[SUPPLIED MATERIAL Boundary: Start]

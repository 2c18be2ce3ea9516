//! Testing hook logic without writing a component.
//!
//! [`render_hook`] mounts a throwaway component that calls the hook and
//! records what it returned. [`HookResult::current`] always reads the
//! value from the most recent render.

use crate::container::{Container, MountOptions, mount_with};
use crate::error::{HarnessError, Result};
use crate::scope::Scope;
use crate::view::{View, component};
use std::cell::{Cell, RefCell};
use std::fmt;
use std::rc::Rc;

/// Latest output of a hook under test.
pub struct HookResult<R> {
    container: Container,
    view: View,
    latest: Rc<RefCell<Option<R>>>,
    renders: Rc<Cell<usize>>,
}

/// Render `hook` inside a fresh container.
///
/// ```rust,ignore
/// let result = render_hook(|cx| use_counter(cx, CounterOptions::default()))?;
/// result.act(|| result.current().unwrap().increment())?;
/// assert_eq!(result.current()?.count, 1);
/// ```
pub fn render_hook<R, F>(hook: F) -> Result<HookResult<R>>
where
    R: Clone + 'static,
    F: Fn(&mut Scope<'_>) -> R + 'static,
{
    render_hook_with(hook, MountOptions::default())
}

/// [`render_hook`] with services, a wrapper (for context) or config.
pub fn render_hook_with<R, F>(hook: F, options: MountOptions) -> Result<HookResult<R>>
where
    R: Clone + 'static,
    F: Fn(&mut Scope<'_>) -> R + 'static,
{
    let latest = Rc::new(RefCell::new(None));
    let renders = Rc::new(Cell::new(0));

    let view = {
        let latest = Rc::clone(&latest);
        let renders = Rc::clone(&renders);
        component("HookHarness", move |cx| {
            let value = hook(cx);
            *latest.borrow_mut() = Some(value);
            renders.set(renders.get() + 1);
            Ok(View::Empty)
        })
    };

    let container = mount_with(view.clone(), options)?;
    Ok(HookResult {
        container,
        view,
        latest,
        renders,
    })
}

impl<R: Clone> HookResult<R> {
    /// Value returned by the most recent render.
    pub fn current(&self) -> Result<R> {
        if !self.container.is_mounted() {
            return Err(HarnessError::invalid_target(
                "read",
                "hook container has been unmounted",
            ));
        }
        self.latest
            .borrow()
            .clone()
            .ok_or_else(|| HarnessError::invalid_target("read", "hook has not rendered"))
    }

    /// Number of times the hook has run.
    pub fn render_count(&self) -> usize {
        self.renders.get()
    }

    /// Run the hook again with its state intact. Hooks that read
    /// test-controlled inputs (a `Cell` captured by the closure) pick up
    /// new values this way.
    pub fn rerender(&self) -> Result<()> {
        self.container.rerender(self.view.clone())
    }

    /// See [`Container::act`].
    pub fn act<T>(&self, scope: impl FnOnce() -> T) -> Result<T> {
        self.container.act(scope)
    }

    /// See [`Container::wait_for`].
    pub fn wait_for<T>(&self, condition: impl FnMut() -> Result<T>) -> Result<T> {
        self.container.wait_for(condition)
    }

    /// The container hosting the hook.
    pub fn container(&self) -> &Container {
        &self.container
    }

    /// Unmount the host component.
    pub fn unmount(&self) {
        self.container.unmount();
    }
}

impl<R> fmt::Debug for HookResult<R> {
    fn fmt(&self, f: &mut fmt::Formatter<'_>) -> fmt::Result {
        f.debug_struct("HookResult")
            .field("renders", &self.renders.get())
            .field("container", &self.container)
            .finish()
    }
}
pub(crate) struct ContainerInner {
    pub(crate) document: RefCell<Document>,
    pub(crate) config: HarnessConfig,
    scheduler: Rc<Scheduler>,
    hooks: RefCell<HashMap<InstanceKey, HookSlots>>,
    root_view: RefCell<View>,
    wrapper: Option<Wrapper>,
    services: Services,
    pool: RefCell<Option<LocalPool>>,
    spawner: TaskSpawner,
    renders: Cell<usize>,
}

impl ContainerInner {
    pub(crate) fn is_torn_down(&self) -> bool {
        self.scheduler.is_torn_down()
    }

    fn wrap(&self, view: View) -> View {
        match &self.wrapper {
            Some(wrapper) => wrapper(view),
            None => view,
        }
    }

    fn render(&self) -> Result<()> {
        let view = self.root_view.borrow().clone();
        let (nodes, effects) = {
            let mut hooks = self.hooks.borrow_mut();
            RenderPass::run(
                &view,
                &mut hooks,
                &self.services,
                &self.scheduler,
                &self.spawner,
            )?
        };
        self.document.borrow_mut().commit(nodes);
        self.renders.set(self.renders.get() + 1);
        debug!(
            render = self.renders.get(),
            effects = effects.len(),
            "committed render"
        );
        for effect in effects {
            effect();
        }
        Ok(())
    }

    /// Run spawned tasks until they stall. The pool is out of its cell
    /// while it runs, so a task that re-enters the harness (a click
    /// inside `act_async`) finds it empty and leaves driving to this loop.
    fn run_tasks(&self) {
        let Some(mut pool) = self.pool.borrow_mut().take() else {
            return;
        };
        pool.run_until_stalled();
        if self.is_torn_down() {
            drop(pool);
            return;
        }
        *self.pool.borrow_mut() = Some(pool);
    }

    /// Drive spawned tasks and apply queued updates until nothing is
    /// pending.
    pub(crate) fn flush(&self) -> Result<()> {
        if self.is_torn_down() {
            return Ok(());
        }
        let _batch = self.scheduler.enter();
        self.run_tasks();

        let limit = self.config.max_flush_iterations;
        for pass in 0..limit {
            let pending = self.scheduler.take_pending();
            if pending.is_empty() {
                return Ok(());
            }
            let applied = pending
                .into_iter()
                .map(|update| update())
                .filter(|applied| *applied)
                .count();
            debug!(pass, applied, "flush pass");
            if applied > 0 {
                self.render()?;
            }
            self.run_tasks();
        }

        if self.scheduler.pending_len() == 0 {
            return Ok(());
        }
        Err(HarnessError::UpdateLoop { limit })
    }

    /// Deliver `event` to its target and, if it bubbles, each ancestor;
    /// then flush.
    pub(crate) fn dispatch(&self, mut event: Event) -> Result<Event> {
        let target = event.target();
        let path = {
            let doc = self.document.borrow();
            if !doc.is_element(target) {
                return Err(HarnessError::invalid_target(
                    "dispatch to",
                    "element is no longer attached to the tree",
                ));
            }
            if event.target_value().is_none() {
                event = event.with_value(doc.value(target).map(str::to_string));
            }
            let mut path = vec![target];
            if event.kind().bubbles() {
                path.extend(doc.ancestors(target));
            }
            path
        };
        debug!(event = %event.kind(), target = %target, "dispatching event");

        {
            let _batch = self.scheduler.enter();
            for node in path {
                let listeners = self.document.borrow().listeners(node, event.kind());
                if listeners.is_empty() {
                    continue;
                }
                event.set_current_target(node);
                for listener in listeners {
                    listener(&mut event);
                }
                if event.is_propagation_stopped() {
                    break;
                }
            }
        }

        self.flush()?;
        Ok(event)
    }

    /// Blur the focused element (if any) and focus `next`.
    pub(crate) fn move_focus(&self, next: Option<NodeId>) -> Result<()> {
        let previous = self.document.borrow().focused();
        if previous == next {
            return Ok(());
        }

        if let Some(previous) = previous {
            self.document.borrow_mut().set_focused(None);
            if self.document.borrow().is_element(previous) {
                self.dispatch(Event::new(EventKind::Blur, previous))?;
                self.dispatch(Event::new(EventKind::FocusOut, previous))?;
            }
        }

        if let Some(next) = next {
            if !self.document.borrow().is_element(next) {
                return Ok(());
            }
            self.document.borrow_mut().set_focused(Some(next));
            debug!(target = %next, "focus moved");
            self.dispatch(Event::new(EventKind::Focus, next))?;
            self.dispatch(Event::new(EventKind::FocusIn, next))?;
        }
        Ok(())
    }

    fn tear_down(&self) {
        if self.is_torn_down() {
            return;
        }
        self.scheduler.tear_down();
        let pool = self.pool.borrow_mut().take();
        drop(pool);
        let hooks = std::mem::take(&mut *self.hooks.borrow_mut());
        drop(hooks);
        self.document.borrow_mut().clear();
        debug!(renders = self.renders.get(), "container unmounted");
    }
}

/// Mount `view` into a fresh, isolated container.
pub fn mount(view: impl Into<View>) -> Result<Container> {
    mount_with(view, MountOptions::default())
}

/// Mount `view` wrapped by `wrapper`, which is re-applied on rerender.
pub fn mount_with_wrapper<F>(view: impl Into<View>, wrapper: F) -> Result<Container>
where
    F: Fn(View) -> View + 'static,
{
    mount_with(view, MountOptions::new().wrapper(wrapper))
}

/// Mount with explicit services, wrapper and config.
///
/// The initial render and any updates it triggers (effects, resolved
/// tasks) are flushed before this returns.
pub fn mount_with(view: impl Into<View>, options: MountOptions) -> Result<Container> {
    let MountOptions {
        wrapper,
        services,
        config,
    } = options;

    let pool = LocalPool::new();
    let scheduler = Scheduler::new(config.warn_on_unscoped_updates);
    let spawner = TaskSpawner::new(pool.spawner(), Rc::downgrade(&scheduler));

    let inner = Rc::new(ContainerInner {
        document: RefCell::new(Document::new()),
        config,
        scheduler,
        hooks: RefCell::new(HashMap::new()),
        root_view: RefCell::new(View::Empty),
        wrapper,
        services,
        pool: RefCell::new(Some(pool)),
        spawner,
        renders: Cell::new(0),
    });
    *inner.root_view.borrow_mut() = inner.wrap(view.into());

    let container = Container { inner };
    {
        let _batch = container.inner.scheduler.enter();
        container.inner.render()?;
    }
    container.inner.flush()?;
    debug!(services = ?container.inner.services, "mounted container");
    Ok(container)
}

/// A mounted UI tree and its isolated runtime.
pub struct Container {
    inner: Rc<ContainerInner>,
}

[SUPPLIED MATERIAL Boundary: End]

*WHAT THE TASK REQUIRES:*
Return, from the data, each line that has the word "fresh" in it.

*PROBLEM SOLUTION:*
/// Render `hook` inside a fresh container.
/// Mount `view` into a fresh, isolated container.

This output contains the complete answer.